Stored data —

==================================================

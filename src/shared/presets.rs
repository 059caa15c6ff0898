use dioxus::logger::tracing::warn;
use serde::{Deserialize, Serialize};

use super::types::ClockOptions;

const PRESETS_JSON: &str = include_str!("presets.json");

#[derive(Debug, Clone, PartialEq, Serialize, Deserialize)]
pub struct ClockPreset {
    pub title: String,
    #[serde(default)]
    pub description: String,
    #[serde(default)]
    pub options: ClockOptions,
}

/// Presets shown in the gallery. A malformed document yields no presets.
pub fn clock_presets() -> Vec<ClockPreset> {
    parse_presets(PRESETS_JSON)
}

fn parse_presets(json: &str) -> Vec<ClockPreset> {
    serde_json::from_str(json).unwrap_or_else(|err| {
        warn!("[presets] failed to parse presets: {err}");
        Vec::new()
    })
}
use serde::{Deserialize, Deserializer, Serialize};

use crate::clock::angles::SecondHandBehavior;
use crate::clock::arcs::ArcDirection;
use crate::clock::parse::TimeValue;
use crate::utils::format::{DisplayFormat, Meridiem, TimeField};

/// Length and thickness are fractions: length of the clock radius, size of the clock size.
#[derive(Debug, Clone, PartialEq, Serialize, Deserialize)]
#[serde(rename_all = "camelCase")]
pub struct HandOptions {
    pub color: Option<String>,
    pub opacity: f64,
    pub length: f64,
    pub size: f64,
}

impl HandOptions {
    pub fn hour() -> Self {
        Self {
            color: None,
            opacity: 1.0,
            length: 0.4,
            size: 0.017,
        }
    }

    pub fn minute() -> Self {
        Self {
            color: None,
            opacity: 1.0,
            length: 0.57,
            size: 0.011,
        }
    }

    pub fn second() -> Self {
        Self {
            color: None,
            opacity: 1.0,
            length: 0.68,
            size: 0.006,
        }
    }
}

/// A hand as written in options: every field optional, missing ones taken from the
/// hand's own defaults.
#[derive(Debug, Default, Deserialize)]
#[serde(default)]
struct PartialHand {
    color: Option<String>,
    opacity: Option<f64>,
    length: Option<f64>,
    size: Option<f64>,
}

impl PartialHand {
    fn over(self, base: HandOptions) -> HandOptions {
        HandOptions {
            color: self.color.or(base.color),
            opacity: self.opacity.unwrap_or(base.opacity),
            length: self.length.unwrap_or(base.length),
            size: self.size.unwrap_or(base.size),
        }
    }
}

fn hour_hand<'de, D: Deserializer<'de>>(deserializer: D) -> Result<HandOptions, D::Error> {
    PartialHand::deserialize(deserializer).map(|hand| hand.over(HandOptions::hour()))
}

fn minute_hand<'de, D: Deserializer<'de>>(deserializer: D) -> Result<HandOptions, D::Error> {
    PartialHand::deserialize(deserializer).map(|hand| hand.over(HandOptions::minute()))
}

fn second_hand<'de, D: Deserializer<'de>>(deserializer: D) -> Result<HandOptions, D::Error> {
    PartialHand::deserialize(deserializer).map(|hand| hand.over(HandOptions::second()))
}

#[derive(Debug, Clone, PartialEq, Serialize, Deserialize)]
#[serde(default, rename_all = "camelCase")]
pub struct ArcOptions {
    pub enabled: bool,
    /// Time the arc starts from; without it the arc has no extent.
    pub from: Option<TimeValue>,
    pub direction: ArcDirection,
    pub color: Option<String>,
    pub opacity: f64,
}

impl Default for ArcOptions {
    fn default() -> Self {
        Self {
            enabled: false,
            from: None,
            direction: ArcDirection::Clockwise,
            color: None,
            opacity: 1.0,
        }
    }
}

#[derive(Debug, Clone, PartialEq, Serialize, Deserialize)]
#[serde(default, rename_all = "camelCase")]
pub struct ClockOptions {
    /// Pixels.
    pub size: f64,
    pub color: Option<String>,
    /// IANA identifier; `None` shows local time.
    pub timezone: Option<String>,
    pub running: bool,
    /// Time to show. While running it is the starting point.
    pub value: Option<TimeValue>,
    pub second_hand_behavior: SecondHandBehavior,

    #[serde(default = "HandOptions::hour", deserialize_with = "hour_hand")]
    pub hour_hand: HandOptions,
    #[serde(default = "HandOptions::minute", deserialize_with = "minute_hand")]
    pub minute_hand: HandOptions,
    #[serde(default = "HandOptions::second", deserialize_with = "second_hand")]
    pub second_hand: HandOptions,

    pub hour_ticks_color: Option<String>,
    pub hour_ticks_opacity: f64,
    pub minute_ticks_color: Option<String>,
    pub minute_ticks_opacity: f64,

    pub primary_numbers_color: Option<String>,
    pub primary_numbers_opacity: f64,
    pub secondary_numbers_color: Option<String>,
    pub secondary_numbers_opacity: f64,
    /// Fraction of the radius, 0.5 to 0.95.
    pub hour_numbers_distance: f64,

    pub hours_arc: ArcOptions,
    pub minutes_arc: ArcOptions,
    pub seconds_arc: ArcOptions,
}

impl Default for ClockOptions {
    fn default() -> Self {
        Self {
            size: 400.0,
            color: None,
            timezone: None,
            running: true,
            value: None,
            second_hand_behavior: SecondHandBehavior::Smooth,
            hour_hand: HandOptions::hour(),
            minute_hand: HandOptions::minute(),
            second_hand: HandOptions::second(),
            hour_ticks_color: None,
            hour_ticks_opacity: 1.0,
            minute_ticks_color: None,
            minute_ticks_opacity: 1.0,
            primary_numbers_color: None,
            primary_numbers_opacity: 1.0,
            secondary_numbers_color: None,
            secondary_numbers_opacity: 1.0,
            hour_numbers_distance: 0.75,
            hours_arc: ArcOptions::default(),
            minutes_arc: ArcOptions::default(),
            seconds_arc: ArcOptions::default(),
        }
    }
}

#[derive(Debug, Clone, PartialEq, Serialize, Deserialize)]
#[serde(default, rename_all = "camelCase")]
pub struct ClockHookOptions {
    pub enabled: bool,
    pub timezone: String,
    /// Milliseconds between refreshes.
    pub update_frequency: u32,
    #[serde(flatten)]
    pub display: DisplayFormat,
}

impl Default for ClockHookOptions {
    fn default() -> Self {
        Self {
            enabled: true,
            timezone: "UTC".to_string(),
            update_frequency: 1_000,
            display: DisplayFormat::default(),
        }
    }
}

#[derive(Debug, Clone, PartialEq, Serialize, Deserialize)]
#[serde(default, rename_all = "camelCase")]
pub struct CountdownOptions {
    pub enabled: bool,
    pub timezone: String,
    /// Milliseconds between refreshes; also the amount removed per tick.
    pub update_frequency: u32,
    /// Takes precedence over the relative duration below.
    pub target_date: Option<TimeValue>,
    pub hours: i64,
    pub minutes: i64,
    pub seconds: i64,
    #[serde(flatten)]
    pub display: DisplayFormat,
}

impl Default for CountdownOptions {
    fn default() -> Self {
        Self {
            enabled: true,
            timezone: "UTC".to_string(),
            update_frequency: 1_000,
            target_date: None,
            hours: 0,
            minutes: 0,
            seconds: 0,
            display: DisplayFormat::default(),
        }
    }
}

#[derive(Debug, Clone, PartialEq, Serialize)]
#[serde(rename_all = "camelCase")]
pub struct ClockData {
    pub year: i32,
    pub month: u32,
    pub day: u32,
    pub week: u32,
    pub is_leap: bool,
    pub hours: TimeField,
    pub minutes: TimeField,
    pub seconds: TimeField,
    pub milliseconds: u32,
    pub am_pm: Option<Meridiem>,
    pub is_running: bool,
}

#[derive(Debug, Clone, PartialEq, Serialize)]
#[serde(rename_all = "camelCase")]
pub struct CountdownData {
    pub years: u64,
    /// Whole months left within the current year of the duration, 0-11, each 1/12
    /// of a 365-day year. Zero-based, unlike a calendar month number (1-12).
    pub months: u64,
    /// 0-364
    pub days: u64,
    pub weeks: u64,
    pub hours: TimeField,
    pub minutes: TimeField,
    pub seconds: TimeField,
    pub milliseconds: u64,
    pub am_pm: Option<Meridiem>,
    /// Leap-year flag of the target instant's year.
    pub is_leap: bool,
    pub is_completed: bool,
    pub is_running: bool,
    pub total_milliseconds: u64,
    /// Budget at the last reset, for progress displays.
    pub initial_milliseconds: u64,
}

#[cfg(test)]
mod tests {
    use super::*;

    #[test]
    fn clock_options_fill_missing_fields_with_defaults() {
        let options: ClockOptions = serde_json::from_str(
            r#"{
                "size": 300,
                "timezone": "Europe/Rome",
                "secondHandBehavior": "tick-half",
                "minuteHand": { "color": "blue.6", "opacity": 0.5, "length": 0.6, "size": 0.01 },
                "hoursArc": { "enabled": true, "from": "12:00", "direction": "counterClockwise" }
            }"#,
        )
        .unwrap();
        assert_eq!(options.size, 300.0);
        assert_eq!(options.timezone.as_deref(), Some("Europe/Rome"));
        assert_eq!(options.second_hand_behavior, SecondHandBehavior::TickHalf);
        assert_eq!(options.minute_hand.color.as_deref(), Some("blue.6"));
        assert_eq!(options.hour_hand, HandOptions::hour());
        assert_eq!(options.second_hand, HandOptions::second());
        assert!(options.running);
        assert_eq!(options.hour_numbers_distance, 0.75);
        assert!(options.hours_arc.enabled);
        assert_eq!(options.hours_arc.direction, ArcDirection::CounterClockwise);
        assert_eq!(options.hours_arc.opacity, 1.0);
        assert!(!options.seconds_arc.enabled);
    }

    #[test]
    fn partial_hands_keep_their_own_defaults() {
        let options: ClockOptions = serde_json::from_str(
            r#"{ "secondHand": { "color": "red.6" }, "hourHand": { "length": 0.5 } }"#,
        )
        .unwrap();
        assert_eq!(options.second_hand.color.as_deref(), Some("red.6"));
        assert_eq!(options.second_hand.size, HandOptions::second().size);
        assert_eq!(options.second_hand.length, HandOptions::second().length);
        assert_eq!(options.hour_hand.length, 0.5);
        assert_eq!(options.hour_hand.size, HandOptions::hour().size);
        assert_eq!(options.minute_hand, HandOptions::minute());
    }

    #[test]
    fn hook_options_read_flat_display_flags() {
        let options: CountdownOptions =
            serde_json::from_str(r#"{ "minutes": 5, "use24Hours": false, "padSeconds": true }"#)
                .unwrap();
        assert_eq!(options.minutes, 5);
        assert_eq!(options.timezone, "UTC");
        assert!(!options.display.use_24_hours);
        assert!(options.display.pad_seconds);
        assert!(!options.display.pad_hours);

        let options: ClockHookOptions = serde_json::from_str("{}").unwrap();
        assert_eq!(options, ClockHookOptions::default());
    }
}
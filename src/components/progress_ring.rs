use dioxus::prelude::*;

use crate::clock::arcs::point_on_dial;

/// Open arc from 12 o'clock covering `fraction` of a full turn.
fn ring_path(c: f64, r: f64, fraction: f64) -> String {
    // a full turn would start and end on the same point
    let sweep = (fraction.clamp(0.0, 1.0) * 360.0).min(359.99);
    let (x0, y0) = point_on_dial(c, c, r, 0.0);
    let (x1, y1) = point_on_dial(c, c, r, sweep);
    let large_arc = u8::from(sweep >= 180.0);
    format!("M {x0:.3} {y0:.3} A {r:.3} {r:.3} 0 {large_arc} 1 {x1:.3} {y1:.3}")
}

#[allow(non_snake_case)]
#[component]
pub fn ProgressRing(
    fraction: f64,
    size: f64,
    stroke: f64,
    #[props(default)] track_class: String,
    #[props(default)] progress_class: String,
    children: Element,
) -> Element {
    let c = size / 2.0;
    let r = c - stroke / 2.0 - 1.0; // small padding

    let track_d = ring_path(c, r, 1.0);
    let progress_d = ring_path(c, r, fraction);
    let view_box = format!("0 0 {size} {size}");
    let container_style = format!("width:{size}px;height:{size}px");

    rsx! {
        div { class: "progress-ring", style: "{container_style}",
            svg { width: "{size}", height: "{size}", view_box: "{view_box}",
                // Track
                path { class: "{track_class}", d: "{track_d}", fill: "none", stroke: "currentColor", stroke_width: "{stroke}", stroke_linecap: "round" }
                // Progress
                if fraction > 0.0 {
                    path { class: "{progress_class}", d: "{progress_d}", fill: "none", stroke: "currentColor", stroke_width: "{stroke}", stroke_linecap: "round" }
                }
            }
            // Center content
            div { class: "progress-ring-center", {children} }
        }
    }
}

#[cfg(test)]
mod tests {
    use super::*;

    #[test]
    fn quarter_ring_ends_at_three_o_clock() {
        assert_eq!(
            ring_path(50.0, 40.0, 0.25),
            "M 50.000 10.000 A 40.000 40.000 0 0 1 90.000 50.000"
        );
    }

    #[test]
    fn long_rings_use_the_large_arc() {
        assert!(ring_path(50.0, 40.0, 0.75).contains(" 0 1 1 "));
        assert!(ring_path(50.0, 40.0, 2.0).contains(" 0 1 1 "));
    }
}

==================================================

Check every line of the entries above, and copy those that carry the string "contains".

        assert!(ring_path(50.0, 40.0, 0.75).contains(" 0 1 1 "));
        assert!(ring_path(50.0, 40.0, 2.0).contains(" 0 1 1 "));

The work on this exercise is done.